What is being asked: Go through the listing below and gather every line with the word "ConnectionStatus".

Data in this exercise:
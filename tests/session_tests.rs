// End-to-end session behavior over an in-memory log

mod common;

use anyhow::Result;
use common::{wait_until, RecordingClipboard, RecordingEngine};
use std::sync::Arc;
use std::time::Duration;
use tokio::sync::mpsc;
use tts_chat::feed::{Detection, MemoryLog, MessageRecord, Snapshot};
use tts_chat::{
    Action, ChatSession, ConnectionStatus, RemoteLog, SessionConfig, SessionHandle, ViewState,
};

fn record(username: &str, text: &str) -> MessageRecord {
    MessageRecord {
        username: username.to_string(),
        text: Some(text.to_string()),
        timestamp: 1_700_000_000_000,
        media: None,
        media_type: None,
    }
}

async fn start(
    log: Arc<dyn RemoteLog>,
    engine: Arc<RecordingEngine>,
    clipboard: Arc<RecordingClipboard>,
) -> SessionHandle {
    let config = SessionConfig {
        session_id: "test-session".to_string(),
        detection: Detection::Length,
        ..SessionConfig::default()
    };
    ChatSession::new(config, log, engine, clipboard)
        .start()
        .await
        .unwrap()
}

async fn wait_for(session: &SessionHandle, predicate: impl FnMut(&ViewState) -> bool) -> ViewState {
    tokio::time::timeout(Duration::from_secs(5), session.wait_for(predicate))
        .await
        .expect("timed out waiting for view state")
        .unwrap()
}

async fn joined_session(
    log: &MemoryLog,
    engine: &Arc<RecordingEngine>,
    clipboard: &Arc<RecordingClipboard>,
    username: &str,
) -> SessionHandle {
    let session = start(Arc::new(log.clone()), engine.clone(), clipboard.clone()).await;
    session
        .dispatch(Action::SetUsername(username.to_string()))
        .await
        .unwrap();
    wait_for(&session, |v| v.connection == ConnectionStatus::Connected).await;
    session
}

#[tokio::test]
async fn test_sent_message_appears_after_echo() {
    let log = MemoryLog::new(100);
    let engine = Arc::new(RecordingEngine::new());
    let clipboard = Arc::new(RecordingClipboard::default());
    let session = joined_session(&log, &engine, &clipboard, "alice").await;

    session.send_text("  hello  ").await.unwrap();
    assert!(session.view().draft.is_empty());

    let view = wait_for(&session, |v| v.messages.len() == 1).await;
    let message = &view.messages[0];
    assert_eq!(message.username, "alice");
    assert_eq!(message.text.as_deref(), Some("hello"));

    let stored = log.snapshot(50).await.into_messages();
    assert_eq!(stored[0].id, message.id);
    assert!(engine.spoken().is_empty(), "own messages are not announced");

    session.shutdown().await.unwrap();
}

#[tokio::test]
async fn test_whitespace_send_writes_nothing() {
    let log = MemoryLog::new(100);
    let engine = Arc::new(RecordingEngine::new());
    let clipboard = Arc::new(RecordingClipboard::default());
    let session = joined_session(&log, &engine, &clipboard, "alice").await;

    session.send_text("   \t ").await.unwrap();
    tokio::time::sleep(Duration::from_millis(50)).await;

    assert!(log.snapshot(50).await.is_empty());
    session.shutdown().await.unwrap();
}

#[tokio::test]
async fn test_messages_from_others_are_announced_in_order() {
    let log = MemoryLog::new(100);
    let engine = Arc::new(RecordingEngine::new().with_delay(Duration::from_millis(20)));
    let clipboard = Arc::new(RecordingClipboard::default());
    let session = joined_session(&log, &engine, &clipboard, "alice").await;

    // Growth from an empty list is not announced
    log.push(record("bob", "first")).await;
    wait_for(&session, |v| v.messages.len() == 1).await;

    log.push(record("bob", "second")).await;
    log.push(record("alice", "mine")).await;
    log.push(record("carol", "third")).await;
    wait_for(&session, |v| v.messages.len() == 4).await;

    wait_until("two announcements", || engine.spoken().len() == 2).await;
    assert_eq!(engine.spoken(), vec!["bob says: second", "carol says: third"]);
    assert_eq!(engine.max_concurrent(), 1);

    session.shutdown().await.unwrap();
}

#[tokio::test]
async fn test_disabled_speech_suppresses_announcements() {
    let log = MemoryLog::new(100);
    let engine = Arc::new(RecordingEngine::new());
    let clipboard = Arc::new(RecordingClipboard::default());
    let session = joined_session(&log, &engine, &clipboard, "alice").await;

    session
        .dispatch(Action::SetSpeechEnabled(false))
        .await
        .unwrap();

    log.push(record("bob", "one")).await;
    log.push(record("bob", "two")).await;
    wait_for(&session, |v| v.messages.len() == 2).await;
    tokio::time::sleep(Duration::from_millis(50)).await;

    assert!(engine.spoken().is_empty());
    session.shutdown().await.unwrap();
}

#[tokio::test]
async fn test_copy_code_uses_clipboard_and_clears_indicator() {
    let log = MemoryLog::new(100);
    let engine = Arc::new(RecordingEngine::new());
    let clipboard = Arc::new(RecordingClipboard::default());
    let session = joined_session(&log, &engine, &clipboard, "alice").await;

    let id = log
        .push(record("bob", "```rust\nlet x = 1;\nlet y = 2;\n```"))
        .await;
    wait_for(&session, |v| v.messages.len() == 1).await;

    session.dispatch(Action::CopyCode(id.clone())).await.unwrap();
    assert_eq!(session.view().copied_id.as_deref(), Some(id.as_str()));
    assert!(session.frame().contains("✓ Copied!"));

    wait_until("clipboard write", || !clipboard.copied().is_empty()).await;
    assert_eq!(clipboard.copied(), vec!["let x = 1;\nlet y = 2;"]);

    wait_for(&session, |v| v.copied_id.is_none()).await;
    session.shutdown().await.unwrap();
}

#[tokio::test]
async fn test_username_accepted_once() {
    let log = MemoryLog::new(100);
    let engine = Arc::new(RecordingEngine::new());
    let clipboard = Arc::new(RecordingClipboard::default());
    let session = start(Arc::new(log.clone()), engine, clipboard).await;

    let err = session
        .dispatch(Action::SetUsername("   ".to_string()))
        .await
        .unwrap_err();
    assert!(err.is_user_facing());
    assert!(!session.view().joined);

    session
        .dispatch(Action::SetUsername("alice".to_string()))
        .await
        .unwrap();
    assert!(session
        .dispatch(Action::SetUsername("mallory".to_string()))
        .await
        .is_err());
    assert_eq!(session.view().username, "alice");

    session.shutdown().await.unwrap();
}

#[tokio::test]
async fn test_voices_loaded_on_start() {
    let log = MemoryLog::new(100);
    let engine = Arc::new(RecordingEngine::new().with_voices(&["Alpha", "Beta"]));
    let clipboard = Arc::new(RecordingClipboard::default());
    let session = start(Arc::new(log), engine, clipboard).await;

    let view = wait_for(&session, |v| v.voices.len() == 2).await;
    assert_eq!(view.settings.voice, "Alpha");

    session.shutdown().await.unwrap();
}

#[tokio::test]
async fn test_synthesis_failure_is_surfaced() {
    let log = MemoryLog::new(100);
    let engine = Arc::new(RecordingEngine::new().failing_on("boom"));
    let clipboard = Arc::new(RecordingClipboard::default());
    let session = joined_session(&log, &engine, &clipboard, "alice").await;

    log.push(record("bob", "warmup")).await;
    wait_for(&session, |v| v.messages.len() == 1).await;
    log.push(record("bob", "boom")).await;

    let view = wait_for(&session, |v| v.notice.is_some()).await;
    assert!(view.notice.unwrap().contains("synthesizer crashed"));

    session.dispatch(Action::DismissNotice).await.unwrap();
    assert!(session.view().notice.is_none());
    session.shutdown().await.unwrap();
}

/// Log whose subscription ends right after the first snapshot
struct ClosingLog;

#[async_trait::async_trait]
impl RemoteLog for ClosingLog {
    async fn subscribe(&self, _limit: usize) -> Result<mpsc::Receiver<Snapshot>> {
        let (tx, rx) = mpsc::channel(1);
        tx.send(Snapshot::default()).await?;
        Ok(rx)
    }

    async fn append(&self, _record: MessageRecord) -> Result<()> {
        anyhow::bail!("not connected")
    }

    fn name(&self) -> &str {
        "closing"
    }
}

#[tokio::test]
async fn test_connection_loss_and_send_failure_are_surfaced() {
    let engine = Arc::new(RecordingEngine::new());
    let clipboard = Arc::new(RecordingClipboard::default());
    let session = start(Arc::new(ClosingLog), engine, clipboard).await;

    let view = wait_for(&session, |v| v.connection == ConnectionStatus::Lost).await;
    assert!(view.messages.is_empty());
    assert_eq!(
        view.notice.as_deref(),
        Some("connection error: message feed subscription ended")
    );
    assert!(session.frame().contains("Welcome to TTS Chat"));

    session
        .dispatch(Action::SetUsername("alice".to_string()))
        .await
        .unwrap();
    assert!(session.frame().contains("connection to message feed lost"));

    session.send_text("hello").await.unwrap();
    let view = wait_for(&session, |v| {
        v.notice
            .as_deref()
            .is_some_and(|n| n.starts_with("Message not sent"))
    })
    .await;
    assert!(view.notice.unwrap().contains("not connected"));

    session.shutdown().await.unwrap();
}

Response area:
    Action, ChatSession, ConnectionStatus, RemoteLog, SessionConfig, SessionHandle, ViewState,
    wait_for(&session, |v| v.connection == ConnectionStatus::Connected).await;
    let view = wait_for(&session, |v| v.connection == ConnectionStatus::Lost).await;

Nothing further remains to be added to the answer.